6. Point to a number of changes in the family since 1960. What factors are responsible for these changes?
Fewer people marry, fewer people have children. More people do not have partners. Extended families rarely live together. Extended families are separated by more distance. More women work, and many make more than their male partners. There are more single parents, divorced parents, and never-married couples, as well as unmarried and, recently, married, homosexual couples. Some of the factors leading to these changes include a liberalization of attitudes about “normal” family structures. The advent of the birth control pill increased the amount of premarital sex and cohabitation. Anti-discrimination legislation allowed more homosexual couples to disclose their orientation, and eventually, to marry. Increased economic opportunities for women were just one factor in the greater divorce rate: in the 60’s women were so dependent on men that they could not afford to divorce.

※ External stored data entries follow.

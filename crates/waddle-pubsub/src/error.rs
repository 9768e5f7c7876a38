//! Error types for the pub/sub engine.
//!
//! Operation handlers never propagate failures as panics or opaque errors:
//! every validation failure becomes a [`PubSubError`] that pairs the
//! offending stanza with a structured condition list, and the dispatcher
//! renders it back to the sender with [`PubSubError::to_stanza`].

use std::fmt;

use minidom::Element;
use thiserror::Error;
use tracing::warn;

use crate::stanzas::{NS_PUBSUB_ERRORS, NS_STANZAS};

/// Failures reported by a storage backend.
#[derive(Debug, Clone, Error)]
pub enum StorageError {
    /// No node with this name exists for the service
    #[error("Node not found: {0}")]
    NodeNotFound(String),

    /// A node with this name already exists for the service
    #[error("Node already exists: {0}")]
    NodeExists(String),

    /// Stored data could not be decoded
    #[error("Invalid stored data: {0}")]
    InvalidData(String),

    /// Backend failure (connection lost, constraint violation, ...)
    #[error("Storage backend error: {0}")]
    Backend(String),
}

/// Failures raised by the node repository.
#[derive(Debug, Clone, Error)]
pub enum RepositoryError {
    /// Underlying storage failed
    #[error(transparent)]
    Storage(#[from] StorageError),

    /// The node was written but its identifier could not be read back
    #[error("Creating node failed!")]
    CreateFailed,

    /// A ledger was passed that is not the one owned by the cached node
    #[error("INCORRECT: ledger is not owned by cached node '{0}'")]
    LedgerMismatch(String),

    /// The in-memory node instance was deleted and evicted
    #[error("Node '{0}' has been deleted")]
    NodeDeleted(String),

    /// A stored configuration form could not be decoded
    #[error("Invalid node configuration: {0}")]
    InvalidConfig(String),
}

/// Failures of the per-host service actor.
#[derive(Debug, Clone, Error)]
pub enum ServiceError {
    /// The actor has stopped and no longer accepts stanzas
    #[error("Pub/sub service for '{0}' is not running")]
    Closed(String),

    /// The mailbox is at capacity
    #[error("Pub/sub mailbox for '{0}' is full")]
    MailboxFull(String),

    /// A service is already registered for this host
    #[error("Pub/sub service for '{0}' is already registered")]
    AlreadyRegistered(String),

    /// The configured host is not a valid JID
    #[error("Invalid pub/sub host '{0}'")]
    InvalidHost(String),
}

/// XMPP stanza error conditions used by pub/sub (RFC 6120 Section 8.3.3).
#[derive(Debug, Clone, Copy, PartialEq, Eq)]
pub enum StanzaErrorCondition {
    BadRequest,
    Conflict,
    FeatureNotImplemented,
    Forbidden,
    InternalServerError,
    ItemNotFound,
    JidMalformed,
    NotAcceptable,
    NotAllowed,
    NotAuthorized,
    ServiceUnavailable,
    UnexpectedRequest,
}

impl StanzaErrorCondition {
    /// Get the element name for this condition.
    pub fn as_str(&self) -> &'static str {
        match self {
            Self::BadRequest => "bad-request",
            Self::Conflict => "conflict",
            Self::FeatureNotImplemented => "feature-not-implemented",
            Self::Forbidden => "forbidden",
            Self::InternalServerError => "internal-server-error",
            Self::ItemNotFound => "item-not-found",
            Self::JidMalformed => "jid-malformed",
            Self::NotAcceptable => "not-acceptable",
            Self::NotAllowed => "not-allowed",
            Self::NotAuthorized => "not-authorized",
            Self::ServiceUnavailable => "service-unavailable",
            Self::UnexpectedRequest => "unexpected-request",
        }
    }

    /// The error type RFC 6120 associates with this condition.
    pub fn default_type(&self) -> StanzaErrorType {
        match self {
            Self::BadRequest | Self::JidMalformed | Self::NotAcceptable => StanzaErrorType::Modify,
            Self::Forbidden | Self::NotAuthorized => StanzaErrorType::Auth,
            Self::InternalServerError | Self::UnexpectedRequest => StanzaErrorType::Wait,
            Self::Conflict
            | Self::FeatureNotImplemented
            | Self::ItemNotFound
            | Self::NotAllowed
            | Self::ServiceUnavailable => StanzaErrorType::Cancel,
        }
    }
}

impl fmt::Display for StanzaErrorCondition {
    fn fmt(&self, f: &mut fmt::Formatter<'_>) -> fmt::Result {
        write!(f, "{}", self.as_str())
    }
}

/// XMPP stanza error types (RFC 6120 Section 8.3.2).
#[derive(Debug, Clone, Copy, PartialEq, Eq)]
pub enum StanzaErrorType {
    /// Retry after providing credentials
    Auth,
    /// Do not retry (unrecoverable error)
    Cancel,
    /// Retry after changing the data sent
    Modify,
    /// Retry after waiting (temporary error)
    Wait,
}

impl StanzaErrorType {
    /// Get the type attribute value.
    pub fn as_str(&self) -> &'static str {
        match self {
            Self::Auth => "auth",
            Self::Cancel => "cancel",
            Self::Modify => "modify",
            Self::Wait => "wait",
        }
    }
}

impl fmt::Display for StanzaErrorType {
    fn fmt(&self, f: &mut fmt::Formatter<'_>) -> fmt::Result {
        write!(f, "{}", self.as_str())
    }
}

/// A failed pub/sub operation.
///
/// Holds the stanza that caused the failure together with the defined
/// condition and any `pubsub#errors` application conditions.
#[derive(Debug, Clone, Error)]
#[error("{condition} ({error_type})")]
pub struct PubSubError {
    stanza: Element,
    condition: StanzaErrorCondition,
    error_type: StanzaErrorType,
    app_conditions: Vec<Element>,
    text: Option<String>,
}

impl PubSubError {
    /// Create an error for `stanza` with the condition's default type.
    pub fn new(stanza: &Element, condition: StanzaErrorCondition) -> Self {
        Self {
            stanza: stanza.clone(),
            condition,
            error_type: condition.default_type(),
            app_conditions: Vec::new(),
            text: None,
        }
    }

    pub fn bad_request(stanza: &Element) -> Self {
        Self::new(stanza, StanzaErrorCondition::BadRequest)
    }

    pub fn conflict(stanza: &Element) -> Self {
        Self::new(stanza, StanzaErrorCondition::Conflict)
    }

    pub fn feature_not_implemented(stanza: &Element) -> Self {
        Self::new(stanza, StanzaErrorCondition::FeatureNotImplemented)
    }

    pub fn forbidden(stanza: &Element) -> Self {
        Self::new(stanza, StanzaErrorCondition::Forbidden)
    }

    pub fn item_not_found(stanza: &Element) -> Self {
        Self::new(stanza, StanzaErrorCondition::ItemNotFound)
    }

    pub fn jid_malformed(stanza: &Element) -> Self {
        Self::new(stanza, StanzaErrorCondition::JidMalformed)
    }

    pub fn not_acceptable(stanza: &Element) -> Self {
        Self::new(stanza, StanzaErrorCondition::NotAcceptable)
    }

    pub fn not_allowed(stanza: &Element) -> Self {
        Self::new(stanza, StanzaErrorCondition::NotAllowed)
    }

    pub fn not_authorized(stanza: &Element) -> Self {
        Self::new(stanza, StanzaErrorCondition::NotAuthorized)
    }

    pub fn unexpected_request(stanza: &Element) -> Self {
        Self::new(stanza, StanzaErrorCondition::UnexpectedRequest)
    }

    /// Create an `internal-server-error` for a failed persistence call.
    pub fn internal_server_error(stanza: &Element, cause: impl fmt::Display) -> Self {
        warn!(error = %cause, stanza = %stanza.name(), "Pub/sub operation aborted");
        Self::new(stanza, StanzaErrorCondition::InternalServerError)
    }

    /// Add a `<name xmlns='http://jabber.org/protocol/pubsub#errors'/>` condition.
    pub fn with_condition(mut self, name: &str) -> Self {
        self.app_conditions
            .push(Element::builder(name, NS_PUBSUB_ERRORS).build());
        self
    }

    /// Add an `<unsupported feature='...'/>` condition.
    pub fn with_unsupported(mut self, feature: &str) -> Self {
        self.app_conditions.push(
            Element::builder("unsupported", NS_PUBSUB_ERRORS)
                .attr("feature", feature)
                .build(),
        );
        self
    }

    /// Attach a human-readable description.
    pub fn with_text(mut self, text: impl Into<String>) -> Self {
        self.text = Some(text.into());
        self
    }

    pub fn condition(&self) -> StanzaErrorCondition {
        self.condition
    }

    pub fn error_type(&self) -> StanzaErrorType {
        self.error_type
    }

    pub fn app_conditions(&self) -> &[Element] {
        &self.app_conditions
    }

    /// Whether an application condition with this element name is present.
    pub fn has_condition(&self, name: &str) -> bool {
        self.app_conditions.iter().any(|c| c.name() == name)
    }

    /// The stanza that triggered the error.
    pub fn stanza(&self) -> &Element {
        &self.stanza
    }

    /// Render the error reply for the original sender.
    pub fn to_stanza(&self) -> Element {
        let ns = self.stanza.ns();
        let mut builder = Element::builder(self.stanza.name(), ns.clone()).attr("type", "error");

        if let Some(id) = self.stanza.attr("id") {
            builder = builder.attr("id", id);
        }
        if let Some(to) = self.stanza.attr("to") {
            builder = builder.attr("from", to);
        }
        if let Some(from) = self.stanza.attr("from") {
            builder = builder.attr("to", from);
        }

        let mut error = Element::builder("error", ns)
            .attr("type", self.error_type.as_str())
            .append(Element::builder(self.condition.as_str(), NS_STANZAS).build());

        for condition in &self.app_conditions {
            error = error.append(condition.clone());
        }

        if let Some(ref text) = self.text {
            error = error.append(
                Element::builder("text", NS_STANZAS)
                    .append(text.as_str())
                    .build(),
            );
        }

        builder.append(error.build()).build()
    }
}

7. Explain Karl Marx's claim that religion tends to support the status quo. Develop a counterclaim, based on Max Weber's Analysis of Calvinism and the rise of capitalism.
Marx famously said that religion was the “opiate of the masses”. He thought that religion made people docile and accepting of their fates, and therefore more willing to accept an inherently unfair status quo. However, in some cases, religion can be the driving force for an increase in the economic base of the working class. According to Weber, Calvinism was the source of the Protestant work ethic, which meant that people concentrated on doing their jobs efficiently, effectively, and humbly, with no particular expectation of a rise in station, but with the goal of taking pride in a job well done. Application of this ethic necessarily led to a more productive society, and the lack of emphasis on consumption led to greater savings and reinvestment. In contract, Catholicism focused on concepts of elitism, which left some feeling that certain work was beneath their station. This belief was inherently less productive.